In the Middle Ages probably first produced beer in the monasteries. St. Hildegard, Abbess of Rupertsberg, mentioned in 1079 as a matter hops are added to beer, at that time was not uncommon for growing hops in Bavaria, Franconia and Lower Saxony. Was gradually spreading the art of making beer, from the monasteries, "which distinguished the strong beer (Paterbier) of the weak (or Coventbier Kofentbier) -, the people. In Belgium, always during the Middle Ages, monks refined the process of brewing to perfection and institutionalized the use of hops, which gives beer its characteristic bitter taste while favoring conservation.
At that time each monastery had its brewery. In German lands were more than 500 cloisters where beer produced and marketed as being prohibited during Lent came the monks drank beer.

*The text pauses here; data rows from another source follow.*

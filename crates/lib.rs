pub mod config;
pub mod domain;
pub mod infra;
pub mod observability;

use std::sync::Arc;

use anyhow::{Context, Result};
use infra::db::{mongo::mongo_connection, repositories::live_streams::LiveStreamMongo};
use tracing::info;

/// Loads the environment, starts logging and returns a ready live stream store.
pub async fn bootstrap(component: &str) -> Result<LiveStreamMongo> {
    // Loads .env first so LOG_LEVEL and SERVICE_NAME from it reach the subscriber.
    let dotenvy_env = config::config_loader::load()?;
    observability::init_observability(component)?;
    info!("ENV has been loaded");

    let database = mongo_connection::establish_connection(
        &dotenvy_env.database.uri,
        dotenvy_env.database.name.as_deref(),
    )
    .await?;
    info!(database = %database.name(), "MongoDB connection has been established");

    let live_streams = LiveStreamMongo::new(
        Arc::new(database),
        dotenvy_env.database.live_stream_collection,
    );
    live_streams
        .setup_collection()
        .await
        .context("live stream collection setup")?;
    info!(
        collection = %live_streams.collection_name(),
        "Live stream collection is ready"
    );

    Ok(live_streams)
}
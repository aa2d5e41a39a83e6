use anyhow::{Context, Result, bail};
use mongodb::{Client, Database, bson::doc};
use std::time::Duration;
use tracing::debug;

const CONNECT_TIMEOUT: Duration = Duration::from_secs(3);

/// Connects to MongoDB and checks the server answers before handing out the database.
///
/// Falls back to the URI's default database when `database_name` is `None`.
pub async fn establish_connection(uri: &str, database_name: Option<&str>) -> Result<Database> {
    debug!("setting up mongo client");

    let client = tokio::time::timeout(CONNECT_TIMEOUT, Client::with_uri_str(uri))
        .await
        .context("mongodb timeout")?
        .context("mongodb")?;

    let database = match database_name {
        Some(name) => client.database(name),
        None => match client.default_database() {
            Some(database) => database,
            None => bail!("no database name given and MONGODB_URI has no default database"),
        },
    };

    tokio::time::timeout(CONNECT_TIMEOUT, ping(&database))
        .await
        .context("mongodb ping timeout")??;

    debug!(database = %database.name(), "mongo connection is ready");

    Ok(database)
}

pub async fn ping(database: &Database) -> Result<()> {
    database
        .run_command(doc! { "ping": 1 }, None)
        .await
        .context("mongodb ping failed")?;
    Ok(())
}
pub mod db;
pub mod config_loader;
pub mod config_model;
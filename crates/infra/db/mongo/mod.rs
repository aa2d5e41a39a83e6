pub mod mongo_connection;
use bson::oid::ObjectId;
use thiserror::Error;

pub type RepositoryResult<T> = Result<T, RepositoryError>;

/// Errors surfaced by live stream repositories.
///
/// Every variant carries the operation that failed and the record it targeted
/// so the calling layer can report something actionable without extra context.
#[derive(Debug, Error)]
pub enum RepositoryError {
    /// A single-target operation matched no record.
    #[error("{operation}: no live stream with {field} = {value}")]
    NotFound {
        operation: &'static str,
        field: &'static str,
        value: String,
    },

    /// The database call itself failed.
    #[error("{operation} ({target}): database request failed: {source}")]
    Persistence {
        operation: &'static str,
        target: String,
        #[source]
        source: mongodb::error::Error,
    },

    /// A matched document does not fit the live stream shape.
    #[error("{operation} ({target}): stored live stream could not be decoded: {source}")]
    Decode {
        operation: &'static str,
        target: String,
        #[source]
        source: bson::de::Error,
    },

    /// An update matched its record but did not modify exactly one document.
    #[error("{operation}: expected live stream {id} to be modified once, got {modified}")]
    UnexpectedModificationCount {
        operation: &'static str,
        id: ObjectId,
        modified: u64,
    },
}

impl RepositoryError {
    pub fn not_found<V: ToString>(operation: &'static str, field: &'static str, value: V) -> Self {
        Self::NotFound {
            operation,
            field,
            value: value.to_string(),
        }
    }

    pub fn persistence<T: ToString>(
        operation: &'static str,
        target: T,
    ) -> impl FnOnce(mongodb::error::Error) -> Self {
        let target = target.to_string();
        move |source| Self::Persistence {
            operation,
            target,
            source,
        }
    }

    pub fn decode<T: ToString>(
        operation: &'static str,
        target: T,
    ) -> impl FnOnce(bson::de::Error) -> Self {
        let target = target.to_string();
        move |source| Self::Decode {
            operation,
            target,
            source,
        }
    }

    pub fn is_not_found(&self) -> bool {
        matches!(self, Self::NotFound { .. })
    }
}

#[cfg(test)]
mod tests {
    use super::*;

    #[test]
    fn not_found_names_operation_and_target() {
        let err = RepositoryError::not_found("find_by_name", "name", "does-not-exist");

        assert!(err.is_not_found());
        assert_eq!(
            err.to_string(),
            "find_by_name: no live stream with name = does-not-exist"
        );
    }

    #[test]
    fn unexpected_modification_count_reports_the_count() {
        let id = ObjectId::new();
        let err = RepositoryError::UnexpectedModificationCount {
            operation: "set_fields",
            id,
            modified: 0,
        };

        assert!(!err.is_not_found());
        let message = err.to_string();
        assert!(message.contains("set_fields"), "got: {message}");
        assert!(message.contains(&id.to_hex()), "got: {message}");
        assert!(message.ends_with("got 0"), "got: {message}");
    }

    #[test]
    fn decode_errors_keep_their_source() {
        #[derive(Debug, serde::Deserialize)]
        #[allow(dead_code)]
        struct Named {
            name: String,
        }

        let source = bson::from_document::<Named>(bson::doc! {}).unwrap_err();
        let id = ObjectId::new();
        let err = RepositoryError::decode("find_by_id", format!("_id = {id}"))(source);

        assert!(matches!(err, RepositoryError::Decode { operation: "find_by_id", .. }));
        assert!(std::error::Error::source(&err).is_some());
        let message = err.to_string();
        assert!(message.starts_with("find_by_id (_id = "), "got: {message}");
        assert!(message.contains(&id.to_hex()), "got: {message}");
    }
}
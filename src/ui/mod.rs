//! Terminal presentation for the CLI: icons, colors, and tables

pub mod icons;
pub mod output;
pub mod table;
pub mod theme;

pub use icons::Icons;
pub use output::{error, header, info, phase, section, success, summary_row};
pub use table::{TableBuilder, booking_table, flight_table, seed_report_table, stats_table};
pub use theme::{theme, Theme};
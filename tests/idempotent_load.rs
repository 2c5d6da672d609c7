use travelseed::model::BookingStatus;
use travelseed::{ErrorKind, LoaderState, SchemaLoader, SeedSet, TableCounts, TravelStore};

#[test]
fn reload_from_disk_skips_everything() {
    let dir = tempfile::tempdir().unwrap();
    let db = dir.path().join("travel_info.db");

    {
        let mut loader = SchemaLoader::open(&db, SeedSet::travel_sample()).unwrap();
        let (report, counts) = loader.run().unwrap();
        assert_eq!(report.total_inserted(), 20);
        assert_eq!(counts, TableCounts { flights: 10, bookings: 5, users: 5 });
    }
    assert!(db.exists());

    let mut loader = SchemaLoader::open(&db, SeedSet::travel_sample()).unwrap();
    let (report, counts) = loader.run().unwrap();
    assert_eq!(report.total_inserted(), 0);
    assert_eq!(report.total_skipped(), 20);
    assert_eq!(counts, TableCounts { flights: 10, bookings: 5, users: 5 });
    assert_eq!(loader.state(), LoaderState::Populated);
}

#[test]
fn verification_queries_after_load() {
    let dir = tempfile::tempdir().unwrap();
    let db = dir.path().join("travel_info.db");

    let mut loader = SchemaLoader::open(&db, SeedSet::travel_sample()).unwrap();
    loader.run().unwrap();
    drop(loader);

    let store = TravelStore::open(&db).unwrap();
    store.ensure_schema().unwrap();

    let to_new_york = store.flights_to("New York").unwrap();
    assert!(to_new_york.iter().any(|f| f.flight_number == "BA456"
        && f.price == Some(599.99)
        && f.available_seats == Some(23)));

    let bookings = store.booking_overview().unwrap();
    assert_eq!(bookings.len(), 5);
    assert!(bookings
        .iter()
        .any(|b| b.booking_id == "BK003" && b.status == BookingStatus::Cancelled));

    assert_eq!(store.flights_with_seats_above(20).unwrap().len(), 7);
}

#[test]
fn garbage_file_is_not_silently_accepted() {
    let dir = tempfile::tempdir().unwrap();
    let db = dir.path().join("travel_info.db");
    std::fs::write(&db, "this is not a sqlite database\n".repeat(64)).unwrap();

    let result = SchemaLoader::open(&db, SeedSet::travel_sample()).and_then(|mut loader| loader.run());
    let err = result.unwrap_err();
    assert_eq!(err.kind(), ErrorKind::Schema);
}

#[test]
fn unopenable_path_is_storage_unavailable() {
    let dir = tempfile::tempdir().unwrap();

    let err = TravelStore::open(dir.path()).err().unwrap();
    assert_eq!(err.kind(), ErrorKind::StorageUnavailable);

    let missing_parent = dir.path().join("missing").join("travel_info.db");
    let err = SchemaLoader::open(&missing_parent, SeedSet::travel_sample()).err().unwrap();
    assert_eq!(err.kind(), ErrorKind::StorageUnavailable);
    assert!(err.to_string().contains("travel_info.db"));
}

#[test]
fn check_schema_leaves_partial_file_untouched() {
    let dir = tempfile::tempdir().unwrap();
    let db = dir.path().join("travel_info.db");

    let store = TravelStore::open(&db).unwrap();
    let err = store.check_schema().unwrap_err();
    assert_eq!(err.kind(), ErrorKind::Schema);
    assert!(store.table_columns("flights").unwrap().is_empty());
}

#[test]
fn seed_file_replaces_sample_data() {
    let dir = tempfile::tempdir().unwrap();
    let seed_path = dir.path().join("seed.toml");
    std::fs::write(
        &seed_path,
        r#"
        [[flights]]
        flight_number = "NZ1"
        airline = "Air New Zealand"
        origin = "Auckland"
        destination = "Los Angeles"
        date = "2024-11-01"
        departure_time = "19:30"
        arrival_time = "11:00"
        price = 1099.0
        available_seats = 3

        [[bookings]]
        booking_id = "BK100"
        flight_number = "NZ1"
        passenger_name = "Ari Ngata"
        passenger_email = "ari@example.com"
        booking_date = "2024-10-01"
        status = "cancelled"
        "#,
    )
    .unwrap();

    let seed = SeedSet::load(&seed_path).unwrap();
    let mut loader = SchemaLoader::new(TravelStore::open_in_memory().unwrap(), seed);
    let (report, counts) = loader.run().unwrap();

    assert_eq!(report.flights.inserted, 1);
    assert_eq!(report.bookings.inserted, 1);
    assert_eq!(counts, TableCounts { flights: 1, bookings: 1, users: 0 });
    assert!(loader.store().flights_with_seats_above(20).unwrap().is_empty());
}
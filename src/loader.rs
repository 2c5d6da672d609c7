//! SchemaLoader - idempotent schema initialization and seeding
//!
//! Lifecycle:
//! `Uninitialized` → `ensure_schema` → `SchemaReady` → `seed_data` → `Populated`.
//! `seed_data` may be called again from `Populated`; rows that already exist
//! are counted as skipped.

use crate::report::{SeedReport, TableCounts};
use crate::seed::SeedSet;
use crate::storage::TravelStore;
use crate::{Error, Result};
use std::path::Path;
use tracing::{debug, info};

#[derive(Debug, Clone, Copy, PartialEq, Eq)]
pub enum LoaderState {
    Uninitialized,
    SchemaReady,
    Populated,
}

/// Drives a [`TravelStore`] through schema creation and seeding.
///
/// The loader owns the store, so the underlying connection is released when
/// the loader is dropped, on success and error paths alike.
pub struct SchemaLoader {
    store: TravelStore,
    seed: SeedSet,
    state: LoaderState,
}

impl SchemaLoader {
    pub fn new(store: TravelStore, seed: SeedSet) -> Self {
        Self {
            store,
            seed,
            state: LoaderState::Uninitialized,
        }
    }

    /// Open the database file at `path` and wrap it in a loader
    pub fn open(path: &Path, seed: SeedSet) -> Result<Self> {
        Ok(Self::new(TravelStore::open(path)?, seed))
    }

    pub fn state(&self) -> LoaderState {
        self.state
    }

    pub fn store(&self) -> &TravelStore {
        &self.store
    }

    pub fn seed(&self) -> &SeedSet {
        &self.seed
    }

    /// Create the tables if absent and check the shape of existing ones
    pub fn ensure_schema(&mut self) -> Result<()> {
        self.store.ensure_schema()?;
        if self.state == LoaderState::Uninitialized {
            self.state = LoaderState::SchemaReady;
        }
        info!("schema ready");
        Ok(())
    }

    /// Insert the seed set in one transaction.
    ///
    /// Flights go in before bookings so that booking references can be
    /// checked. Rows that hit a uniqueness conflict are skipped; any other
    /// failure rolls back the whole call.
    pub fn seed_data(&mut self) -> Result<SeedReport> {
        if self.state == LoaderState::Uninitialized {
            return Err(Error::SchemaNotReady);
        }

        let mut report = SeedReport::default();
        let tx = self.store.transaction()?;

        for flight in &self.seed.flights {
            let inserted = self.store.insert_flight(flight)?;
            debug!(flight = %flight.flight_number, inserted, "flight");
            report.flights.record(inserted);
        }

        for booking in &self.seed.bookings {
            let inserted = self.store.insert_booking(booking)?;
            debug!(booking = %booking.booking_id, inserted, "booking");
            report.bookings.record(inserted);
        }

        for user in &self.seed.users {
            let inserted = self.store.insert_user(user)?;
            debug!(user = %user.email, inserted, "user");
            report.users.record(inserted);
        }

        tx.commit().map_err(Error::Write)?;
        self.state = LoaderState::Populated;

        info!(
            inserted = report.total_inserted(),
            skipped = report.total_skipped(),
            "seed data committed"
        );
        Ok(report)
    }

    /// Row counts per table
    pub fn summarize(&self) -> Result<TableCounts> {
        self.store.counts()
    }

    /// Convenience for the full load: schema, seed, then summary
    pub fn run(&mut self) -> Result<(SeedReport, TableCounts)> {
        self.ensure_schema()?;
        let report = self.seed_data()?;
        let counts = self.summarize()?;
        Ok((report, counts))
    }
}
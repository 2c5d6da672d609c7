//! Database schema definitions

/// SQL to create the flights table
pub const CREATE_FLIGHTS_TABLE: &str = r#"
CREATE TABLE IF NOT EXISTS flights (
    id INTEGER PRIMARY KEY AUTOINCREMENT,
    flight_number TEXT NOT NULL,
    airline TEXT NOT NULL,
    destination TEXT NOT NULL,
    origin TEXT NOT NULL,
    date TEXT NOT NULL,
    departure_time TEXT NOT NULL,
    arrival_time TEXT NOT NULL,
    price REAL,
    available_seats INTEGER
)
"#;

/// SQL to create the bookings table
/// flight_number is a logical reference to flights, checked by the loader
pub const CREATE_BOOKINGS_TABLE: &str = r#"
CREATE TABLE IF NOT EXISTS bookings (
    booking_id TEXT PRIMARY KEY,
    flight_number TEXT NOT NULL,
    passenger_name TEXT NOT NULL,
    passenger_email TEXT NOT NULL,
    booking_date TEXT NOT NULL,
    status TEXT DEFAULT 'confirmed'
)
"#;

/// SQL to create the users table
pub const CREATE_USERS_TABLE: &str = r#"
CREATE TABLE IF NOT EXISTS users (
    user_id INTEGER PRIMARY KEY AUTOINCREMENT,
    name TEXT NOT NULL,
    email TEXT UNIQUE NOT NULL,
    phone TEXT,
    preferences TEXT,
    created_date TEXT DEFAULT CURRENT_TIMESTAMP
)
"#;

/// SQL to create indexes
pub const CREATE_INDEXES: &[&str] = &[
    "CREATE INDEX IF NOT EXISTS idx_flights_number ON flights(flight_number)",
    "CREATE INDEX IF NOT EXISTS idx_flights_destination ON flights(destination)",
];

/// All schema creation statements, tables before indexes
pub fn all_schema_statements() -> Vec<&'static str> {
    let mut stmts = vec![CREATE_FLIGHTS_TABLE, CREATE_BOOKINGS_TABLE, CREATE_USERS_TABLE];
    stmts.extend(CREATE_INDEXES.iter().copied());
    stmts
}

/// Expected shape of a table: its columns, which one is the primary key,
/// and which columns must carry their own unique index
#[derive(Debug, Clone, Copy)]
pub struct TableShape {
    pub name: &'static str,
    pub columns: &'static [&'static str],
    pub primary_key: &'static str,
    pub unique: &'static [&'static str],
}

pub const FLIGHTS: TableShape = TableShape {
    name: "flights",
    columns: &[
        "id",
        "flight_number",
        "airline",
        "destination",
        "origin",
        "date",
        "departure_time",
        "arrival_time",
        "price",
        "available_seats",
    ],
    primary_key: "id",
    unique: &[],
};

pub const BOOKINGS: TableShape = TableShape {
    name: "bookings",
    columns: &[
        "booking_id",
        "flight_number",
        "passenger_name",
        "passenger_email",
        "booking_date",
        "status",
    ],
    primary_key: "booking_id",
    unique: &[],
};

pub const USERS: TableShape = TableShape {
    name: "users",
    columns: &["user_id", "name", "email", "phone", "preferences", "created_date"],
    primary_key: "user_id",
    unique: &["email"],
};

/// Every table the loader owns
pub const TABLES: &[TableShape] = &[FLIGHTS, BOOKINGS, USERS];

impl TableShape {
    /// Compare the columns found in the database against this shape.
    ///
    /// `found` holds `(column name, is primary key)` pairs as reported by
    /// `pragma_table_info`; `unique` lists the columns covered on their own
    /// by a unique index. Returns a description of the first mismatch.
    pub fn mismatch(&self, found: &[(String, bool)], unique: &[String]) -> Option<String> {
        let missing: Vec<&str> = self
            .columns
            .iter()
            .copied()
            .filter(|col| !found.iter().any(|(name, _)| name == col))
            .collect();
        if !missing.is_empty() {
            return Some(format!("missing columns: {}", missing.join(", ")));
        }

        let unexpected: Vec<&str> = found
            .iter()
            .map(|(name, _)| name.as_str())
            .filter(|name| !self.columns.contains(name))
            .collect();
        if !unexpected.is_empty() {
            return Some(format!("unexpected columns: {}", unexpected.join(", ")));
        }

        let keys: Vec<&str> = found
            .iter()
            .filter(|(_, pk)| *pk)
            .map(|(name, _)| name.as_str())
            .collect();
        if keys != [self.primary_key] {
            return Some(format!(
                "primary key is ({}), expected ({})",
                keys.join(", "),
                self.primary_key
            ));
        }

        let not_unique: Vec<&str> = self
            .unique
            .iter()
            .copied()
            .filter(|col| !unique.iter().any(|name| name == col))
            .collect();
        if !not_unique.is_empty() {
            return Some(format!("missing unique constraint on: {}", not_unique.join(", ")));
        }

        None
    }
}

This was not, of course, only the privilege of the monks and the nuns of St. Clare Meadows received by the Duke of Bavaria the right to develop their own beer.
"Risotto alla birra"
rice beer Serves 4 Ingredients: onion
80 g butter 2 teaspoons olive oil 400 g rice
½
stout l 125 g heavy cream (a carton)
1 ½ l beef stock or vegetable (about)
80 g of grated Parmesan salt and pepper
Peel and finely chop the onion, then put it in a pan with 50 g of butter, olive oil and brown well. Join the rice and sauté a minute. Pour the beer and mix until completely absorbed costante. Join the cream, broth, preheated, and cook about 15-20 minutes (depending on the quality of rice). When the rice is at its point, add the remaining butter, Parmesan cheese, salt and pepper to taste, mix well and serve immediately.